RFR: 8297549: RISC-V: Add support for Vector API vector load const operation

Tue Nov 29 03:15:37 UTC 2022

On Mon, 28 Nov 2022 01:34:15 GMT, Fei Yang <fyang at openjdk.org> wrote:

>> The instruction which is matched `VectorLoadConst`  will create index starting from 0 and incremented by 1. In detail, the instruction populates the destination vector by setting the first element to 0 and monotonically incrementing the value by 1 for each subsequent element. 
>> 
>> We can add support of `VectorLoadConst` for RISC-V by `vid.v` . It was implemented by referring to RVV v1.0 [1].
>> 
>> We can use the JMH test from https://github.com/openjdk/jdk/pull/10332. Tests are performed on qemu with parameter `-cpu rv64,v=true,vlen=256,vext_spec=v1.0`. By adding the `-XX:+PrintAssembly`, the compilation log of `floatIndexVector` is as follows:
>> 
>> 
>> 120     vloadcon V2	# generate iota indices
>> 12c     vfmul.vv V1, V2, V1	#@vmulF
>> 134     vfmv.v.f  V2, F8	#@replicateF
>> 13c     vfadd.vv V1, V2, V1	#@vaddF
>> 
>> The above nodes match the logic of `Compute indexes with "vec + iota * scale"` in https://github.com/openjdk/jdk/pull/10332, which is the operation corresponding to `addIndex` in benchmark:
>> https://github.com/openjdk/jdk/blob/d6102110e1b48c065292db83744245a33e269cc2/test/micro/org/openjdk/bench/jdk/incubator/vector/IndexVectorBenchmark.java#L92-L97
>> 
>> At the same time, the following assembly code will be generated when running the `floatIndexVector` case, there will be one more instruction than `intIndexVector`:
>> 
>>  0x000000401443cc9c:   .4byte	0x10072d7
>>  0x000000401443cca0:   .4byte	0x5208a157
>>  0x000000401443cca4:   .4byte	0x4a219157
>> 
>> `0x10072d7/0x5208a1d7` is the machine code for `vsetvli/vid.v` and `0x4a219157` is the additional machine code for `vfcvt.f.x.v`, which are the opcodes generated by `is_floating_point_type(bt)`:
>> 
>>     if (is_floating_point_type(bt)) {
>>       __ vfcvt_f_x_v(as_VectorRegister($dst$$reg), as_VectorRegister($dst$$reg));
>>     }
>> 
>> 
>> After we implement these nodes, by using `-XX:+UseRVV`, the number of assembly instructions is reduced by about ~50% because of the different execution paths with the number of loops, similar to `AddTest` [3].
>> 
>> [1] https://github.com/riscv/riscv-v-spec/blob/v1.0/v-spec.adoc
>> [2] https://github.com/openjdk/jdk/blob/857b0f9b05bc711f3282a0da85fcff131fffab91/test/micro/org/openjdk/bench/jdk/incubator/vector/IndexVectorBenchmark.java
>> [3] https://github.com/zifeihan/vector-api-test-rvv/blob/master/vector-api-rvv-performance.md
>> 
>> Please take a look and have some reviews.
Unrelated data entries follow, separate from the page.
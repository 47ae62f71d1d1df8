//! Scalar/array promotion tests through a concrete engine

#[cfg(test)]
mod tests {
    use half::f16;
    use tensile_core::{Array, Dtype};
    use tensile_cpu::CpuEngine;

    // ============ weak scalar typing ============

    #[test]
    fn test_array_dtype_wins_over_float_literal() {
        let values = [f16::from_f64(1.0), f16::from_f64(2.0)];
        let a = Array::from_slice(CpuEngine, &values, &[2]).unwrap();
        let out = a.add(2.5).unwrap();
        // the float16 array wins over the literal's float32 default
        assert_eq!(out.dtype(), Dtype::Float16);
        assert_eq!(
            out.as_vec::<f16>().unwrap(),
            vec![f16::from_f64(3.5), f16::from_f64(4.5)]
        );
    }

    #[test]
    fn test_array_dtype_wins_over_int_literal() {
        let a = Array::from_slice(CpuEngine, &[1.0f64, 2.0], &[2]).unwrap();
        let out = a.multiply(3i64).unwrap();
        assert_eq!(out.dtype(), Dtype::Float64);
        assert_eq!(out.as_vec::<f64>().unwrap(), vec![3.0, 6.0]);
    }

    #[test]
    fn test_int_array_keeps_its_width() {
        let a = Array::from_slice(CpuEngine, &[1i16, 2], &[2]).unwrap();
        let out = a.add(1i64).unwrap();
        assert_eq!(out.dtype(), Dtype::Int16);
        assert_eq!(out.as_vec::<i16>().unwrap(), vec![2, 3]);
    }

    // ============ two-array operands ============

    #[test]
    fn test_two_arrays_left_as_is() {
        let a = Array::from_slice(CpuEngine, &[1.0f32, 2.0], &[2]).unwrap();
        let b = Array::from_slice(CpuEngine, &[10.0f32, 20.0], &[2]).unwrap();
        let out = a.add(&b).unwrap();
        assert_eq!(out.dtype(), Dtype::Float32);
        assert_eq!(out.as_vec::<f32>().unwrap(), vec![11.0, 22.0]);
    }

    #[test]
    fn test_two_arrays_broadcast() {
        let a = Array::from_slice(CpuEngine, &[1.0f32, 2.0], &[2, 1]).unwrap();
        let b = Array::from_slice(CpuEngine, &[10.0f32, 20.0, 30.0], &[1, 3]).unwrap();
        let out = a.add(&b).unwrap();
        assert_eq!(out.shape(), vec![2, 3]);
        assert_eq!(
            out.as_vec::<f32>().unwrap(),
            vec![11.0, 21.0, 31.0, 12.0, 22.0, 32.0]
        );
    }

    // ============ derived operations ============

    #[test]
    fn test_subtract_is_add_of_negated() {
        let a = Array::from_slice(CpuEngine, &[5.0f32, 7.0], &[2]).unwrap();
        let out = a.subtract(2.0).unwrap();
        assert_eq!(out.as_vec::<f32>().unwrap(), vec![3.0, 5.0]);
    }

    #[test]
    fn test_divide_is_multiply_by_reciprocal() {
        let a = Array::from_slice(CpuEngine, &[6.0f32, 9.0], &[2]).unwrap();
        let out = a.divide(3.0).unwrap();
        assert_eq!(out.as_vec::<f32>().unwrap(), vec![2.0, 3.0]);
    }

    #[test]
    fn test_minimum_maximum_with_scalar() {
        let a = Array::from_slice(CpuEngine, &[1.0f32, 5.0], &[2]).unwrap();
        assert_eq!(
            a.minimum(3.0).unwrap().as_vec::<f32>().unwrap(),
            vec![1.0, 3.0]
        );
        assert_eq!(
            a.maximum(3.0).unwrap().as_vec::<f32>().unwrap(),
            vec![3.0, 5.0]
        );
    }
}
Thanks a lot.
>> 
>> ## Testing:
>> 
>> - hotspot and jdk tier1 without new failures (release with UseRVV on QEMU)
>> - test/jdk/jdk/incubator/vector/* (fastdebug/release with UseRVV on QEMU)
>
> src/hotspot/cpu/riscv/riscv_v.ad line 2091:
> 
>> 2089:     __ vid_v(as_VectorRegister($dst$$reg));
>> 2090:     if (is_floating_point_type(bt)) {
>> 2091:       __ vfcvt_f_x_v(as_VectorRegister($dst$$reg), as_VectorRegister($dst$$reg));
> 
> You might want to distinugish between float and double for 'bt' here. Since vfcvt.f.x.v only convert signed integer to float.

Hi @RealFYang , thanks for the review! Since `vid.v` generates a sequence of integers, it should be converted and stored in each element of the vector if `bt` is floating point type.

-------------

PR: https://git.openjdk.org/jdk/pull/11344